If anyone deserves a happy ending to his touring schedule - at least one without controversy - it's Canadian rapper Drake.

If anyone deserves a happy ending to his touring schedule - at least one without controversy - it's Canadian rapper Drake.

Since announcing his Would You Like a Tour? trek earlier this year, Drizzy hired his opening act, Future, fired him when he threw shade on Drake's Nothing Was the Same album, then rehired him. Drake feuded with Pusha T, Kendrick Lamar, and managed to sneak in a few disses at his 2012 rival Chris Brown.

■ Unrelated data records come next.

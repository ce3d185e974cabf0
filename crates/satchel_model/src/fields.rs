//! Document payload fields.

use bytes::Bytes;
use serde::{Deserialize, Serialize};
use std::collections::BTreeMap;

/// A single payload field value.
///
/// Payloads are a tagged union of scalars and binary attachments. Binary
/// attachments stay in native form inside the local store; they are only
/// rendered transport-safe at the gateway boundary.
#[derive(Debug, Clone, PartialEq, Serialize, Deserialize)]
pub enum FieldValue {
    /// Absent/null value.
    Null,
    /// Boolean value.
    Bool(bool),
    /// Signed integer (full i64 range).
    Integer(i64),
    /// Floating point value.
    Float(f64),
    /// Text string (UTF-8).
    Text(String),
    /// Binary attachment.
    Binary(Bytes),
}

impl FieldValue {
    /// Returns the boolean value, if this is a `Bool`.
    pub fn as_bool(&self) -> Option<bool> {
        match self {
            FieldValue::Bool(b) => Some(*b),
            _ => None,
        }
    }

    /// Returns the integer value, if this is an `Integer`.
    pub fn as_integer(&self) -> Option<i64> {
        match self {
            FieldValue::Integer(i) => Some(*i),
            _ => None,
        }
    }

    /// Returns the float value, if this is a `Float`.
    pub fn as_float(&self) -> Option<f64> {
        match self {
            FieldValue::Float(f) => Some(*f),
            _ => None,
        }
    }

    /// Returns the text value, if this is a `Text`.
    pub fn as_text(&self) -> Option<&str> {
        match self {
            FieldValue::Text(s) => Some(s),
            _ => None,
        }
    }

    /// Returns the binary value, if this is a `Binary`.
    pub fn as_binary(&self) -> Option<&[u8]> {
        match self {
            FieldValue::Binary(b) => Some(b),
            _ => None,
        }
    }

    /// Returns true if this is a binary attachment.
    pub fn is_binary(&self) -> bool {
        matches!(self, FieldValue::Binary(_))
    }

    /// Returns true if this is `Null`.
    pub fn is_null(&self) -> bool {
        matches!(self, FieldValue::Null)
    }
}

impl From<bool> for FieldValue {
    fn from(value: bool) -> Self {
        FieldValue::Bool(value)
    }
}

impl From<i64> for FieldValue {
    fn from(value: i64) -> Self {
        FieldValue::Integer(value)
    }
}

impl From<f64> for FieldValue {
    fn from(value: f64) -> Self {
        FieldValue::Float(value)
    }
}

impl From<&str> for FieldValue {
    fn from(value: &str) -> Self {
        FieldValue::Text(value.to_string())
    }
}

impl From<String> for FieldValue {
    fn from(value: String) -> Self {
        FieldValue::Text(value)
    }
}

impl From<Vec<u8>> for FieldValue {
    fn from(value: Vec<u8>) -> Self {
        FieldValue::Binary(Bytes::from(value))
    }
}

impl From<Bytes> for FieldValue {
    fn from(value: Bytes) -> Self {
        FieldValue::Binary(value)
    }
}

/// A document payload: field name to value.
///
/// `BTreeMap` keeps iteration order stable, which keeps persisted
/// snapshots and wire bodies deterministic.
pub type FieldMap = BTreeMap<String, FieldValue>;

/// Extracts a payload's natural key.
///
/// The natural key is the text value of the configured key field with
/// surrounding whitespace trimmed. Non-text values and empty strings
/// yield no key.
pub fn natural_key(fields: &FieldMap, key_field: &str) -> Option<String> {
    fields.get(key_field).and_then(|v| v.as_text()).and_then(|s| {
        let trimmed = s.trim();
        if trimmed.is_empty() {
            None
        } else {
            Some(trimmed.to_string())
        }
    })
}

#[cfg(test)]
mod tests {
    use super::*;

    #[test]
    fn accessors() {
        assert_eq!(FieldValue::Bool(true).as_bool(), Some(true));
        assert_eq!(FieldValue::Integer(7).as_integer(), Some(7));
        assert_eq!(FieldValue::Text("hi".into()).as_text(), Some("hi"));
        assert_eq!(
            FieldValue::Binary(Bytes::from_static(b"abc")).as_binary(),
            Some(&b"abc"[..])
        );
        assert!(FieldValue::Null.is_null());
        assert!(!FieldValue::Null.is_binary());
        assert_eq!(FieldValue::Text("hi".into()).as_integer(), None);
    }

    #[test]
    fn from_conversions() {
        assert_eq!(FieldValue::from("milk"), FieldValue::Text("milk".into()));
        assert_eq!(FieldValue::from(3i64), FieldValue::Integer(3));
        assert_eq!(
            FieldValue::from(vec![1u8, 2]),
            FieldValue::Binary(Bytes::from_static(&[1, 2]))
        );
    }

    #[test]
    fn natural_key_trims_whitespace() {
        let mut fields = FieldMap::new();
        fields.insert("name".into(), FieldValue::from("  Milk \n"));

        assert_eq!(natural_key(&fields, "name"), Some("Milk".into()));
    }

    #[test]
    fn natural_key_missing_or_non_text() {
        let mut fields = FieldMap::new();
        fields.insert("count".into(), FieldValue::Integer(2));
        fields.insert("blank".into(), FieldValue::Text("   ".into()));

        assert_eq!(natural_key(&fields, "name"), None);
        assert_eq!(natural_key(&fields, "count"), None);
        assert_eq!(natural_key(&fields, "blank"), None);
    }
}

He walked away from his spot on the live Grammy Nominations Concert last week, citing some weird schedule conflict. Oh, and he cancelled his Philly concert in October - the night of, with the Wells Fargo Center full - because (he said) he thought his suspension-bridge staging looked shaky.

Drake, thank goodness, made up for all the badness of 2013 on Wednesday at Wells Fargo, the last date of his tour, with a program of hauntingly atmospheric hip-hop and surprise guests.

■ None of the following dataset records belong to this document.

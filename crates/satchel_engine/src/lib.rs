//! # Satchel Engine
//!
//! The local-first synchronization engine.
//!
//! This crate provides:
//! - [`Satchel`] — the engine handle: optimistic writes, local-first
//!   reads, manual and background sync triggers
//! - The drain processor with its run-in-progress guard and
//!   transient/rejected failure policy
//! - Identity reconciliation for client-created placeholder records
//! - The protect-then-replace refresh reconciler
//! - [`ConnectivityProbe`] — connectivity as an explicit capability
//!
//! ## Architecture
//!
//! Every write lands in the local store immediately and appends an
//! intent to the outbox; the caller never waits on the network. The
//! drain delivers intents in sequence order, best-effort per intent:
//! transient failures leave the intent queued, rejections charge a
//! bounded retry budget and then dead-letter. Reads serve the local
//! store and trigger a background refresh that merges the authoritative
//! snapshot without evicting records that still carry unsent intent.
//!
//! ## Key invariants
//!
//! - An intent is removed only after its remote effect is confirmed
//! - At most one outstanding create intent exists per local record
//! - Enqueued payloads are by-value snapshots; caller-side mutation
//!   never reaches them
//! - A refresh never erases a record with outstanding intent, and never
//!   resurrects one with a pending delete

#![deny(unsafe_code)]
#![warn(missing_docs)]

mod config;
mod connectivity;
mod drain;
mod engine;
mod error;
mod reconcile;
mod refresh;
mod status;

pub use config::EngineConfig;
pub use connectivity::{AlwaysOnline, ConnectivityProbe, SwitchableProbe};
pub use drain::{DrainOutcome, DrainReport};
pub use engine::Satchel;
pub use error::{EngineError, EngineResult};
pub use reconcile::ReconcileOutcome;
pub use refresh::RefreshOutcome;
pub use status::SyncStatus;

Rather than go for the raucous and the up-tempo from the start, Drake did a brave thing. He and his live crew went to the moody, the slow, and the spacey, with fluid bass lines, subtle rhythms, and soft swells of ambient music shrouding Drake's low-pitched, nasal, sung-spoken cadences. In that setting, bathed in icy blue light, tunes like "Headlines" and "Crew Love" could almost have been highlights from a Radiohead gig.

When Drake got to his new "Tuscan Leather" and its famed third verse - "How much time is this [unacceptable expletive] spendin' on the intro?/ Lately I've been feelin' like Guy Pearce in Memento" - you had to giggle at his self-referential brilliance. As with the rest of his new album, Drake has moved away from rap's braggadocio and the cliché of the stripped-down beat - and into densely layered thought and sound.

This doesn't mean that Drake and company eschewed fun and funk. His take on "Versace" was jittery, and "Pound Cake" was a frenetic free-fall. The cutting grooves and ominous atmosphere of "Worst Behavior" (a weird clash of mindsets, paternal rage versus conspicuous consumption), and his version of 2 Chainz's "No Lie," revealed that Drizzy was ready to ball.

Guests like Big Sean, Jhené Aiko, and Philly's Meek Mill brought the party, but ultimately Drake was best by himself, through music that was cold and lonely.